#### Dataset records:
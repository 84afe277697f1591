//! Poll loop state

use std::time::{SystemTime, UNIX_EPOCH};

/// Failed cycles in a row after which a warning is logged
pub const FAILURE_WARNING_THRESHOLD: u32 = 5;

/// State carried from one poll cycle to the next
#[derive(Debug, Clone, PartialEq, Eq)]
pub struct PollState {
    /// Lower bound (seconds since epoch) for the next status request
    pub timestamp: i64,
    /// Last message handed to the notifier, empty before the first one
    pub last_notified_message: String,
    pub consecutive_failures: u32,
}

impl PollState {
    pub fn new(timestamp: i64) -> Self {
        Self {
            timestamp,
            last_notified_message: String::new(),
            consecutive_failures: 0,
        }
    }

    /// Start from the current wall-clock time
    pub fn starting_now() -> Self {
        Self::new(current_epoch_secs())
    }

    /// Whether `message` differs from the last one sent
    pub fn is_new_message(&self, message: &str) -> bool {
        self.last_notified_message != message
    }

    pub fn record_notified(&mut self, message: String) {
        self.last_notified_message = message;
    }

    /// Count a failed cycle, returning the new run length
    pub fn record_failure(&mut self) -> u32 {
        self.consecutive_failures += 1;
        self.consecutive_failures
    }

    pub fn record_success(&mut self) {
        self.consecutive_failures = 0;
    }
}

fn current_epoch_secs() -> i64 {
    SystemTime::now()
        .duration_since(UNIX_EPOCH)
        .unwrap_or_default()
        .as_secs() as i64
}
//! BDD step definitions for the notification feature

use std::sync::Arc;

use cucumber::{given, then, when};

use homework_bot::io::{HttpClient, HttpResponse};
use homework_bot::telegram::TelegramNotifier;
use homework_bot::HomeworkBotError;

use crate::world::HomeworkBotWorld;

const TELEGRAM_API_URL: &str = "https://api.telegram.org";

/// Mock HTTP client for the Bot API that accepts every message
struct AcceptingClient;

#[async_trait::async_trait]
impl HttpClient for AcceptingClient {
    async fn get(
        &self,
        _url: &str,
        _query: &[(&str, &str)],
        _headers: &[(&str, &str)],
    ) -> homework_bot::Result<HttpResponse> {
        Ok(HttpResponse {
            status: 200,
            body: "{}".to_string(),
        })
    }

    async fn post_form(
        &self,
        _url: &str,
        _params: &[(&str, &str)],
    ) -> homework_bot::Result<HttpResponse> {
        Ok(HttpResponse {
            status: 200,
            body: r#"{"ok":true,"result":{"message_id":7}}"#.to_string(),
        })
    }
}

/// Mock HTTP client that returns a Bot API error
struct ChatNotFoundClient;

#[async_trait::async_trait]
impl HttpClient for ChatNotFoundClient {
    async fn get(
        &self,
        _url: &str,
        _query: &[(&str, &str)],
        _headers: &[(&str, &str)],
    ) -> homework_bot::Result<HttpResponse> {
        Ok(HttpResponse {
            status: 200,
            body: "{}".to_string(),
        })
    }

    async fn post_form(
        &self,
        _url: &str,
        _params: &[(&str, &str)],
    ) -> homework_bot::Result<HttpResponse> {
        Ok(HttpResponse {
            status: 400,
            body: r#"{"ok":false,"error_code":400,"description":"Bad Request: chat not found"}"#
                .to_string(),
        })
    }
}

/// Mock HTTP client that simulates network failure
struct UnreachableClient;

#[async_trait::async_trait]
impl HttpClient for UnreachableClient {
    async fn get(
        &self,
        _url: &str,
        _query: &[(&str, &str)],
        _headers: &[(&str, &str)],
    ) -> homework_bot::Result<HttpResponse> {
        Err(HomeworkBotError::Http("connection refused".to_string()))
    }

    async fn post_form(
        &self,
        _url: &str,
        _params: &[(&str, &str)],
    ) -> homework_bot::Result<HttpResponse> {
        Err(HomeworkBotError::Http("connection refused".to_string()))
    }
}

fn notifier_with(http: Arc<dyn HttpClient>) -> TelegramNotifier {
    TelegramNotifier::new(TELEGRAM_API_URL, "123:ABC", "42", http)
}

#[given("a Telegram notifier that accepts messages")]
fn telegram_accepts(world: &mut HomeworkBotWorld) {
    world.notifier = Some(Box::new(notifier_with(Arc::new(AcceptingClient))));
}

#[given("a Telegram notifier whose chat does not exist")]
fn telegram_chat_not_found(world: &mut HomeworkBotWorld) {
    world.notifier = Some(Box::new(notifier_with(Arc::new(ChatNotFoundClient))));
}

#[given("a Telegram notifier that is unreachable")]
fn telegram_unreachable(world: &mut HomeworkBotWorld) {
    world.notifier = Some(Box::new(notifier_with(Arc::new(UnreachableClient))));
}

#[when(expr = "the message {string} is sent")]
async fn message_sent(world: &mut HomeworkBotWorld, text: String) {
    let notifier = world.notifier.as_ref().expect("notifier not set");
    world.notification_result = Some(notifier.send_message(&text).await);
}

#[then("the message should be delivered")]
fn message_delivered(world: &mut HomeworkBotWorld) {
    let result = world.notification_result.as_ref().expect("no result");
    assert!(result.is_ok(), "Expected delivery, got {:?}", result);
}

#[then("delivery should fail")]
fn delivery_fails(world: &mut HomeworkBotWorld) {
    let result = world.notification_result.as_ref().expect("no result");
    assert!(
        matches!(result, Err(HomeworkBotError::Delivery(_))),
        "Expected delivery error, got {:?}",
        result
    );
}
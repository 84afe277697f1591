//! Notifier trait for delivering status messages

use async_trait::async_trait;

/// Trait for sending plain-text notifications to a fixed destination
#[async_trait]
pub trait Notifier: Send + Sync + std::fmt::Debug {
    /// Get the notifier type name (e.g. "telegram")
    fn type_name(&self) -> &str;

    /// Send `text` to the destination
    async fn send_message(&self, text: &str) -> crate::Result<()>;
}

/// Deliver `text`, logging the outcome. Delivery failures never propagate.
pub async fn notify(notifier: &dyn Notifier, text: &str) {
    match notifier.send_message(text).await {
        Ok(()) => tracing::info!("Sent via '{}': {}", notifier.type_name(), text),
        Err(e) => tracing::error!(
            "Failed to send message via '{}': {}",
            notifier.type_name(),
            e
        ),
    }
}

#### Goal of the exercise:
The reply should hold only the lines from the top of the records through the line that has "new run length", each one exact.

#### Output below:
repository 84afe277697f1591
//! Poll loop state

use std::time::{SystemTime, UNIX_EPOCH};

/// Failed cycles in a row after which a warning is logged
pub const FAILURE_WARNING_THRESHOLD: u32 = 5;

/// State carried from one poll cycle to the next
#[derive(Debug, Clone, PartialEq, Eq)]
pub struct PollState {
    /// Lower bound (seconds since epoch) for the next status request
    pub timestamp: i64,
    /// Last message handed to the notifier, empty before the first one
    pub last_notified_message: String,
    pub consecutive_failures: u32,
}

impl PollState {
    pub fn new(timestamp: i64) -> Self {
        Self {
            timestamp,
            last_notified_message: String::new(),
            consecutive_failures: 0,
        }
    }

    /// Start from the current wall-clock time
    pub fn starting_now() -> Self {
        Self::new(current_epoch_secs())
    }

    /// Whether `message` differs from the last one sent
    pub fn is_new_message(&self, message: &str) -> bool {
        self.last_notified_message != message
    }

    pub fn record_notified(&mut self, message: String) {
        self.last_notified_message = message;
    }

    /// Count a failed cycle, returning the new run length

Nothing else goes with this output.